Echternach
"Echternach rappelle que « la plus ancienne » et « la plus petite » ne sont pas des insultes mais des titres d'honneur."
La plus ancienne ville du Luxembourg est posée au bord de la Sûre dans la région de la Petite Suisse, sa basilique bénédictine ancrant huit siècles de pèlerinage.
Nous sommes arrivés un mardi, ce qui s’est avéré avoir son importance. Les étals du marché sur la Place du Marché étaient en cours de démontage — juste les derniers vendeurs pliant leurs bâches, une odeur de pierre mouillée et d’herbes coupées flottant au-dessus des pavés — et Echternach avait ce silence particulier qu’un petit bourg ne révèle que quand le spectacle est terminé. Lia a dit que ça donnait l’impression d’arriver après une fête, mais j’ai pensé que c’était plutôt arriver à temps pour la vraie chose.
La basilique et son poids
La basilique Saint-Willibrord est posée au sommet de la vieille ville avec la certitude de quelque chose qui a déjà survécu à la plupart des débats sur son importance. Willibrord, le moine northumbrien qui a fondé l’abbaye en 698, est enterré dans la crypte en dessous. Je suis resté là plus longtemps que prévu, non par piété mais à cause de la gravité spécifique d’un lieu qui a absorbé huit siècles de pas — les pèlerins arrivent chaque mardi de Pentecôte pour la fameuse procession dansante, la Springprozession, sautant en rythme à trois pas dans les rues.
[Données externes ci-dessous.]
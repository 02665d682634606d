//! Block-time index: per-endpoint map from block number to unix timestamp.
//!
//! Samples are the latest head block plus a daily grid: multiples of the endpoint's
//! `avg_blocks_per_day`, counted from genesis, so the same grid blocks recur across passes and
//! only new ones are fetched. [BlockTimeIndex::prime_endpoint] guarantees a short window during
//! bootstrap; the background sync started by [BlockTimeIndex::start_background_sync] keeps the
//! head fresh and extends history up to `history_days`. Older heads and grid points past the
//! retention window are dropped. Both write through the same sharded map, so they never race
//! on an endpoint's samples.

use crate::config::{BlockTimeConfig, EndpointCatalog, EndpointId};
use crate::connections::ConnectionRegistry;
use crate::rpc::{RpcClient, RpcError};
use dashmap::DashMap;
use rand::Rng;
use std::collections::BTreeMap;
use std::ops::Bound;
use std::sync::Arc;
use std::time::Duration;
use thiserror::Error;
use tokio::task::JoinHandle;
use tokio::time::sleep;
use tokio_util::sync::CancellationToken;
use tracing::{debug, info, trace, warn};

#[derive(Debug, Error)]
pub enum TimeIndexError {
    #[error("endpoint {0} has no connection")]
    Unavailable(EndpointId),
    #[error("endpoint {0} is not in the catalog")]
    Unknown(EndpointId),
    #[error(transparent)]
    Rpc(#[from] RpcError),
}

#[derive(Debug)]
pub struct BlockTimeIndex {
    catalog: Arc<EndpointCatalog>,
    connections: Arc<ConnectionRegistry>,
    config: BlockTimeConfig,
    samples: DashMap<EndpointId, BTreeMap<u64, u64>>,
}

impl BlockTimeIndex {
    pub fn new(
        catalog: Arc<EndpointCatalog>,
        connections: Arc<ConnectionRegistry>,
        config: BlockTimeConfig,
    ) -> Self {
        Self {
            catalog,
            connections,
            config,
            samples: DashMap::new(),
        }
    }

    /// Ensure the head block and `prime_days` daily samples are present for `endpoint`.
    /// Returns the number of samples added.
    pub async fn prime_endpoint(&self, endpoint: EndpointId) -> Result<usize, TimeIndexError> {
        self.sync_window(endpoint, self.config.prime_days).await
    }

    /// One pass over every connected endpoint, extending history to `history_days`.
    /// Failures are logged and skipped. Returns the number of samples added.
    pub async fn sync_once(&self) -> usize {
        let mut added = 0;
        for id in self.catalog.ids() {
            if !self.connections.contains(id) {
                continue;
            }
            match self.sync_window(id, self.config.history_days).await {
                Ok(n) => added += n,
                Err(e) => warn!(chain_id = %id, reason = %e, "block time sync failed"),
            }
        }
        added
    }

    /// Spawn the background sync loop. The first pass starts immediately.
    pub fn start_background_sync(self: &Arc<Self>, cancel: CancellationToken) -> SyncHandle {
        let index = Arc::clone(self);
        let token = cancel.clone();
        let interval = self.config.sync_interval;
        let task = tokio::spawn(async move {
            info!("starting background block time sync");
            loop {
                tokio::select! {
                    _ = token.cancelled() => break,
                    added = index.sync_once() => {
                        debug!(added, "block time sync pass complete");
                    }
                }
                let jitter = Duration::from_millis(rand::thread_rng().gen_range(0..500));
                tokio::select! {
                    _ = token.cancelled() => break,
                    _ = sleep(interval + jitter) => {}
                }
            }
            info!("background block time sync stopped");
        });
        SyncHandle { cancel, task }
    }

    async fn sync_window(&self, endpoint: EndpointId, days: u64) -> Result<usize, TimeIndexError> {
        let rpc = self
            .connections
            .rpc(endpoint)
            .ok_or(TimeIndexError::Unavailable(endpoint))?;
        let descriptor = self
            .catalog
            .get(endpoint)
            .ok_or(TimeIndexError::Unknown(endpoint))?;
        let head = rpc.block_number().await?;
        let per_day = descriptor.avg_blocks_per_day;
        let added = self
            .fill(endpoint, &rpc, &sample_targets(head, per_day, days))
            .await?;
        self.prune(endpoint, head, per_day, days.max(self.config.history_days));
        Ok(added)
    }

    /// Drop heads older than `head` and grid points older than `days` days.
    fn prune(&self, endpoint: EndpointId, head: u64, per_day: u64, days: u64) {
        let Some(mut samples) = self.samples.get_mut(&endpoint) else {
            return;
        };
        if per_day == 0 {
            samples.retain(|block, _| *block >= head);
            return;
        }
        let floor = grid_anchor(head, per_day).saturating_sub(per_day.saturating_mul(days));
        samples.retain(|block, _| *block >= head || (*block >= floor && block % per_day == 0));
    }

    async fn fill(
        &self,
        endpoint: EndpointId,
        rpc: &RpcClient,
        blocks: &[u64],
    ) -> Result<usize, TimeIndexError> {
        let mut added = 0;
        for &block in blocks {
            if self.timestamp(endpoint, block).is_some() {
                continue;
            }
            let ts = rpc.block_timestamp(block).await?;
            self.record(endpoint, block, ts);
            added += 1;
        }
        Ok(added)
    }

    pub fn record(&self, endpoint: EndpointId, block: u64, timestamp: u64) {
        self.samples
            .entry(endpoint)
            .or_default()
            .insert(block, timestamp);
        if self.config.verbose {
            info!(chain_id = %endpoint, block, timestamp, "block time recorded");
        } else {
            trace!(chain_id = %endpoint, block, timestamp, "block time recorded");
        }
    }

    /// Exact timestamp for a sampled block.
    pub fn timestamp(&self, endpoint: EndpointId, block: u64) -> Option<u64> {
        self.samples.get(&endpoint)?.get(&block).copied()
    }

    /// Timestamp for any block: exact when sampled, linear interpolation between the nearest
    /// samples, or the nearest sample when outside the sampled range.
    pub fn estimate_timestamp(&self, endpoint: EndpointId, block: u64) -> Option<u64> {
        let samples = self.samples.get(&endpoint)?;
        if let Some(ts) = samples.get(&block) {
            return Some(*ts);
        }
        let below = samples.range(..block).next_back();
        let above = samples
            .range((Bound::Excluded(block), Bound::Unbounded))
            .next();
        match (below, above) {
            (Some((&b0, &t0)), Some((&b1, &t1))) => {
                let span = u128::from(t1.saturating_sub(t0));
                let offset = span * u128::from(block - b0) / u128::from(b1 - b0);
                Some(t0 + offset as u64)
            }
            (Some((_, &t)), None) | (None, Some((_, &t))) => Some(t),
            (None, None) => None,
        }
    }

    /// Highest sampled (block, timestamp).
    pub fn latest(&self, endpoint: EndpointId) -> Option<(u64, u64)> {
        self.samples
            .get(&endpoint)?
            .iter()
            .next_back()
            .map(|(b, t)| (*b, *t))
    }

    pub fn len(&self, endpoint: EndpointId) -> usize {
        self.samples.get(&endpoint).map(|s| s.len()).unwrap_or(0)
    }
}

/// `head` plus the grid points `anchor, anchor - per_day, ..` for `days` days back, where
/// `anchor` is the highest multiple of `blocks_per_day` not above `head`. Stops at genesis.
pub fn sample_targets(head: u64, blocks_per_day: u64, days: u64) -> Vec<u64> {
    let mut targets = vec![head];
    if blocks_per_day == 0 {
        return targets;
    }
    let anchor = grid_anchor(head, blocks_per_day);
    for day in 0..=days {
        match blocks_per_day
            .checked_mul(day)
            .and_then(|back| anchor.checked_sub(back))
        {
            Some(block) if block == head => {}
            Some(block) => targets.push(block),
            None => break,
        }
    }
    targets
}

fn grid_anchor(head: u64, blocks_per_day: u64) -> u64 {
    head - head % blocks_per_day
}

/// Lifecycle handle for the background sync task.
#[derive(Debug)]
pub struct SyncHandle {
    cancel: CancellationToken,
    task: JoinHandle<()>,
}

impl SyncHandle {
    pub fn is_finished(&self) -> bool {
        self.task.is_finished()
    }

    /// Cancel and wait for the loop to exit.
    pub async fn stop(self) {
        self.cancel.cancel();
        if let Err(e) = self.task.await {
            warn!(reason = %e, "background block time sync ended abnormally");
        }
    }
}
J’ai essayé d’imaginer dix mille personnes se déplaçant ainsi dans l’étroite Rue de la Gare et j’ai trouvé ça véritablement impossible. La crypte sentait le calcaire froid et quelque chose de légèrement sucré, de la cire d’abeille des bougies, un parfum qui s’accroche aux vieilles églises comme le souvenir s’accroche aux chambres d’enfance.
Le long de la Sûre
La Promenade de la Sûre longe la rivière vers l’est depuis le vieux pont, et c’est là qu’Echternach abandonne sa posture formelle. L’eau coule verte et rapide sur des pierres plates, et la rive allemande — Echternach est juste sur la frontière — regarde le Luxembourg en face avec une symétrie presque théâtrale. J’ai mangé une part de Quetschentaart dans un petit café près du bord de l’eau, la tarte aux quetsches qui apparaît dans la vitrine de chaque boulangerie luxembourgeoise à la fin de l’été, sa pâte sablée et légèrement salée contre le fruit sombre. C’était meilleur que nécessaire.
L’inattendu : je n’avais pas anticipé le passé romain. Juste à l’extérieur de la ville, les vestiges d’une villa romaine, la Villa Romaine, se trouvent derrière de basses barrières dans un champ en bordure de la Route de Trèves. Des sols en mosaïque, exposés au ciel. Je me suis accroupi à côté d’un motif géométrique en bordure — rouge, crème, terre cuite — et j’ai ressenti le vertige habituel du temps profond qui arrive sans prévenir.
Quand y aller : De la fin du printemps au début de l’été pour la foule de la Springprozession et les longues soirées au bord de la rivière ; septembre pour la saison des quetsches et des températures plus fraîches pour randonner dans les sentiers du Müllerthal alentour.